Importing ARCOS Data with Dask

Today, we’re gonna do some of the manipulations you were doing over the last several weeks for your Opioid project, but now in dask!

For familiarity, and so you can see what advantages dask can bring to your workflow, today we’ll be working with the DEA ARCOS drug shipment database published by the Washington Post! However, to strike a balance between size and speed, we’ll be working with a slightly thinned version that has only the last two years of data, instead of all six.

Start your own cluster!

dask has many backends, but the one that’s most versitile (and often most performant) is the distributed backend, so let’s use that here. Run:

from dask.distributed import Client
client = Client()
client

to create a set of workers on your computer. This cluster is running only on your own computer, but it operates exactly the way it would work on a cloud cluster where these workers live on other computers.

When you type client in a jupyter notebook, you should see the clusters status pop up like this:

dask_status

This status tells me that I have four processes running on my computer, each of which running 4 threads (for 16 cores total). In addition, it tells me that the cluster sees that I have about 34GB of memory for it to play with.

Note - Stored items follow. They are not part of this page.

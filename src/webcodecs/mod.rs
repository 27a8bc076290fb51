//! WebCodecs API implementation
//!
//! Provides spec-compliant WebCodecs API surface for Node.js via NAPI-RS.
//! See: https://developer.mozilla.org/en-US/docs/Web/API/WebCodecs_API

mod audio_data;
mod audio_decoder;
mod audio_encoder;
pub mod codec_string;
mod encoded_audio_chunk;
mod encoded_video_chunk;
pub mod error;
mod hardware;
pub mod hw_fallback;
mod image_decoder;
mod mp4_muxer;
pub mod muxer_base;
mod video_decoder;
mod video_encoder;
mod video_frame;
mod webm_muxer;

pub use audio_data::{AudioData, AudioDataCopyToOptions, AudioDataInit, AudioSampleFormat};
pub use audio_decoder::AudioDecoder;
pub use audio_encoder::{
  AudioDecoderConfigOutput, AudioEncoder, AudioEncoderEncodeOptions, EncodedAudioChunkMetadata,
};
pub use encoded_audio_chunk::{
  AudioDecoderConfig, AudioDecoderSupport, AudioEncoderConfig, AudioEncoderSupport,
  EncodedAudioChunk, EncodedAudioChunkInit, EncodedAudioChunkType,
};
pub use encoded_video_chunk::{
  EncodedVideoChunk, EncodedVideoChunkInit, EncodedVideoChunkType, VideoDecoderConfig,
  VideoEncoderConfig,
};
pub(crate) use encoded_video_chunk::EncodedVideoChunkInner;
pub use hardware::{
  get_available_hardware_accelerators, get_hardware_accelerators,
  get_preferred_hardware_accelerator, is_hardware_accelerator_available, HardwareAccelerator,
};
pub use hw_fallback::reset_hardware_fallback_state;
pub use image_decoder::{
  ImageDecodeOptions, ImageDecodeResult, ImageDecoder, ImageDecoderInit, ImageTrack, ImageTrackList,
};
pub use mp4_muxer::{Mp4AudioTrackConfig, Mp4Muxer, Mp4MuxerOptions, Mp4VideoTrackConfig};
pub use video_decoder::{VideoDecoder, VideoDecoderSupport};
pub use video_encoder::{
  CodecState, EncodedVideoChunkMetadata, VideoDecoderConfigOutput, VideoEncoder,
  VideoEncoderEncodeOptions, VideoEncoderSupport,
};
pub use video_frame::{
  DOMRectReadOnly, VideoColorSpace, VideoFrame, VideoFrameBufferInit, VideoFrameCopyToOptions,
  VideoFrameInit, VideoFrameRect, VideoPixelFormat,
};
pub use webm_muxer::{WebMAudioTrackConfig, WebMMuxer, WebMMuxerOptions, WebMVideoTrackConfig};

One cool thing you’ll see is that this panel includes a link to a Dashboard. Click this link, and a new tab will open in your browser that shows you, in real time, what your dask cluster is doing! We’ll come back to this later.

Note: these workers communication via networking protocols, so your firewall / anti-virus may ask if it’s ok to let Python accept connections (it is!). If you can’t get your system running, it may be due to your firewall / anti-virus. In that case, try client = Client(processes=False). This will create four workers hiding in the same process (obviating the need for network protocols for communication between processes). Don’t worry if that last bit doesn’t make sense – those are implementation details you don’t ahve to worry about! :)

Let’s load some data!

(1) Download the thinned ARCOS data from this link. It should be about 2GB zipped, 25 GB unzipped.

(2) Our goal today is going to be to find the pharmaceutical company that has shipped the most pills (DOSAGE_UNIT) in the US.

When working with large datasets, it is good practice to begin by prototyping your code with a subset of your data. So begin by using pandas to read in the first 100,000 lines of the ARCOS data and write pandas code to compute the shipments from each shipper (the group that reported the shipment).

(3) Now let’s turn to dask. Re-write your code for dask, and calculate the total shipments by reporting company. Remember:

  • Start by spinning up a cluster

  • Dask won’t read compressed files, so you have to unzip your ARCOS data.

  • Start your cluster in a cell all by itself since you don’t want to keep re-running the “start a cluster” code.

  • Don’t load columns you don’t need!

If you need to review dask basic code, check here.

As you run your code, make sure to click on the Dashboard link below where you created your cluster:

dask_dashboard

Among other things, the bar across the bottom should give you a sense of how long your task will take:

dask_progress

(For context, my core (which has 8 physical cores that present as 16 with hyperthreading) took about 30 seconds. My computer is fast, but most computers should be done within a couple minutes).

Remember when you’re working with dask, nothing actually runs until you either run .compute(), or use a method that triggers immediate execution (like .head(), or a save function).

(4) Now let’s calculate, for each state, what company shipped the most pills?

Note you will quickly find that you can’t sort in dask – sorting in parallel is really tricky! So you’ll have to work around that. Do what you need to do on the big dataset first, then run .compute() so you get the data returned as a regular pandas dataframe, then finish.

Does this seem like a situation where a single company is responsible for the opioid epidemic?

(5) Now go ahead and try and re-do the chunking you did by hand for your project – calculate, for each year, the total morphine equivalents sent to each county in the US.